In 1030, the first Norman foothold in the Mezzogiorno was created when Sergius IV of Naples gave the town and vicinity of Aversa as a county to Ranulf. The following are the Counts of Aversa:

- Rainulf I 1030–1045

After Rainulf I died in June 1045, a succession crisis developed. Rainulf's nephew, Asclettin, succeeded him, but died with a matter of months. At that time in late 1045 / early 1046, Guaimar IV, the Prince of Salerno and suzerain of Aversa, attempted to appoint Rodulf Cappello the Count of Aversa. With the assistance of Pandulf IV of Capua, however, Rainulf Trincanocte made his way to Aversa, built local support, and was duly elected as the Count of Aversa replacing the temporary appointment of Rodulf.
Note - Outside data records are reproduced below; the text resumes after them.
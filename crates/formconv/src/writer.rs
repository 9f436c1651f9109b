//! JSON writer

use std::fs::{self, File};
use std::io::{BufWriter, Write};
use std::path::Path;

use serde::Serialize;
use serde_json::ser::{PrettyFormatter, Serializer};
use tracing::warn;

use crate::document::Document;
use crate::error::ConvertResult;

/// Options for writing JSON documents
#[derive(Debug, Clone)]
pub struct WriteOptions {
    /// Indentation of nested values (default: tab)
    pub indent: Indent,
}

impl Default for WriteOptions {
    fn default() -> Self {
        Self { indent: Indent::Tab }
    }
}

/// Indentation style
#[derive(Debug, Clone, Copy, PartialEq, Eq)]
pub enum Indent {
    /// One tab per level
    Tab,
    /// A number of spaces per level
    Spaces(usize),
    /// Everything on one line
    Compact,
}

/// AJF document writer
pub struct JsonWriter;

impl JsonWriter {
    /// Write a document to a file
    ///
    /// The file is removed if writing fails halfway.
    pub fn write_file<P: AsRef<Path>>(
        doc: &Document,
        path: P,
        options: &WriteOptions,
    ) -> ConvertResult<()> {
        let path = path.as_ref();
        let result: ConvertResult<()> = File::create(path)
            .map_err(Into::into)
            .and_then(|file| {
                let mut out = BufWriter::new(file);
                Self::write(doc, &mut out, options)?;
                out.flush()?;
                Ok(())
            });
        if result.is_err() {
            if let Err(e) = fs::remove_file(path) {
                warn!(path = %path.display(), error = %e, "can't remove partial output");
            }
        }
        result
    }

    /// Write a document, followed by a newline
    pub fn write<W: Write>(doc: &Document, mut writer: W, options: &WriteOptions) -> ConvertResult<()> {
        match options.indent {
            Indent::Compact => serde_json::to_writer(&mut writer, doc)?,
            Indent::Tab => pretty(doc, &mut writer, b"\t")?,
            Indent::Spaces(n) => pretty(doc, &mut writer, " ".repeat(n).as_bytes())?,
        }
        writer.write_all(b"\n")?;
        Ok(())
    }

    /// Serialize a document to a string, without trailing newline
    pub fn to_string(doc: &Document, options: &WriteOptions) -> ConvertResult<String> {
        let mut buf = Vec::new();
        Self::write(doc, &mut buf, options)?;
        buf.pop();
        // serde_json only emits UTF-8
        Ok(String::from_utf8_lossy(&buf).into_owned())
    }
}

fn pretty<W: Write>(doc: &Document, writer: W, indent: &[u8]) -> serde_json::Result<()> {
    let mut ser = Serializer::with_formatter(writer, PrettyFormatter::with_indent(indent));
    doc.serialize(&mut ser)
}
//! Translations
//!
//! For each language found in the sheet headers, a map from the text of the
//! default language to the translated text.

use std::collections::BTreeMap;

use formconv_core::XlsForm;

use crate::document::TranslationMap;
use crate::error::{ConvertError, ConvertResult};

/// Build the translation maps of all the languages of the form
pub fn build_translations(form: &XlsForm) -> ConvertResult<BTreeMap<String, TranslationMap>> {
    form.languages
        .iter()
        .map(|lang| Ok((lang.clone(), build_translation(form, lang)?)))
        .collect()
}

/// Build the translation map of one language
///
/// Keys come from the `label`, `hint`, `constraint_message` and
/// `required_message` columns of the survey and the `label` column of the
/// choices. A key can't contain square brackets.
pub fn build_translation(form: &XlsForm, lang: &str) -> ConvertResult<TranslationMap> {
    let mut map = TranslationMap::new();
    for row in &form.survey {
        let columns = [
            (row.label(""), row.label(lang)),
            (row.hint(""), row.hint(lang)),
            (row.constraint_message(""), row.constraint_message(lang)),
            (row.required_message(""), row.required_message(lang)),
        ];
        for (key, text) in columns {
            insert(&mut map, key, text, row.line(), "")?;
        }
    }
    for row in &form.choices {
        insert(&mut map, row.label(""), row.label(lang), row.line(), " (choices sheet)")?;
    }
    Ok(map)
}

fn insert(
    map: &mut TranslationMap,
    key: &str,
    text: &str,
    line: usize,
    sheet: &str,
) -> ConvertResult<()> {
    if key.is_empty() || text.is_empty() {
        return Ok(());
    }
    if key.contains(['[', ']']) {
        return Err(ConvertError::validation(
            line,
            format!("Translation key cannot contain square brackets{sheet}."),
        ));
    }
    map.insert(key.to_string(), text.to_string());
    Ok(())
}
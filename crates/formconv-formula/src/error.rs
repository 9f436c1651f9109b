//! Formula error types

use std::fmt;

use thiserror::Error;

/// Result type for formula compilation
pub type CompileResult<T> = std::result::Result<T, CompileError>;

/// The survey column (or table cell) a formula was read from
///
/// Only [`FormulaContext::ChoiceFilter`] changes how a formula compiles;
/// the others are used in error messages.
#[derive(Debug, Clone, Copy, PartialEq, Eq)]
pub enum FormulaContext<'a> {
    Relevant,
    Constraint,
    Calculation,
    ChoiceFilter,
    Readonly,
    Default,
    /// A cell of a table field, named `<field>__<row>__<col>`
    Cell(&'a str),
}

impl fmt::Display for FormulaContext<'_> {
    fn fmt(&self, f: &mut fmt::Formatter<'_>) -> fmt::Result {
        let name = match self {
            FormulaContext::Relevant => "relevant",
            FormulaContext::Constraint => "constraint",
            FormulaContext::Calculation => "calculation",
            FormulaContext::ChoiceFilter => "choice_filter",
            FormulaContext::Readonly => "readonly",
            FormulaContext::Default => "default",
            FormulaContext::Cell(name) => *name,
        };
        f.write_str(name)
    }
}

/// 1-based position of a token in the formula text
#[derive(Debug, Clone, Copy, PartialEq, Eq, Default)]
pub struct Position {
    pub line: usize,
    pub column: usize,
}

/// What went wrong while compiling a formula
#[derive(Debug, Clone, PartialEq, Eq, Error)]
pub enum CompileErrorKind {
    #[error("Unexpected token {0}.")]
    UnexpectedToken(String),

    #[error("Expected {expected}, found {found}.")]
    Expected { expected: String, found: String },

    #[error("Unexpected token \"==\". (did you mean \"=\"?)")]
    DoubleEquals,

    #[error("Unary operator \"!\" not supported, use not().")]
    UnaryNot,

    #[error("\"..\" is not supported in formulas.")]
    ParentReference,

    #[error("Consecutive \"+\"/\"-\" signs are not supported.")]
    ConsecutiveSigns,

    #[error("Unknown function \"{0}\".")]
    UnknownFunction(String),

    #[error("Function \"{function}\" expects {expected} arguments, found {actual}.")]
    ArgumentCount {
        function: String,
        expected: String,
        actual: usize,
    },

    #[error("Identifier \"{0}\" is not allowed here, did you mean \"${{{0}}}\"?")]
    BareIdentifier(String),

    #[error("Invalid escape sequence in string literal.")]
    InvalidEscape,

    #[error("String literal not terminated.")]
    UnterminatedString,

    #[error("Invalid character {0:?}.")]
    InvalidChar(char),

    #[error("Formula nested too deeply (more than {0} levels).")]
    TooDeep(usize),
}

/// A formula compilation error, located in the formula text
#[derive(Debug, Clone, PartialEq, Eq, Error)]
#[error("formula {context}:{line}:{column}: {kind}")]
pub struct CompileError {
    /// Display form of the [`FormulaContext`]
    pub context: String,
    pub line: usize,
    pub column: usize,
    pub kind: CompileErrorKind,
}

impl CompileError {
    pub fn new(context: FormulaContext<'_>, pos: Position, kind: CompileErrorKind) -> Self {
        Self {
            context: context.to_string(),
            line: pos.line,
            column: pos.column,
            kind,
        }
    }
}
- Asclettin II 1045 (nephew of Rainulf I)
- Rodulf Cappello late 1045 / early 1046 (appointee of Guaimar IV)
- Rainulf II Trincanocte late 1045 / early 1046 –1048 (cousin of Asclettin)

- Herman 1048–1049 (son of Rainulf Trincanocte)

Herman was an infant when he succeeded his father and required a regent. The first regent appointment, Bellebouche, was a failure. Richard Drengot, a cousin of Herman's, was then in a Melfitan prison for making war on Drogo. Guaimar IV procured Richard's release and personally brought him to Aversa, where he was installed as regent. Later Richard would succeed his cousin and serve as the Count in his own right.

- Richard I 1049–1078 (son of Asclettin II)

In 1058, Richard conquered the Principality of Capua and thereafter the counts of Aversa were, more importantly, princes of Capua.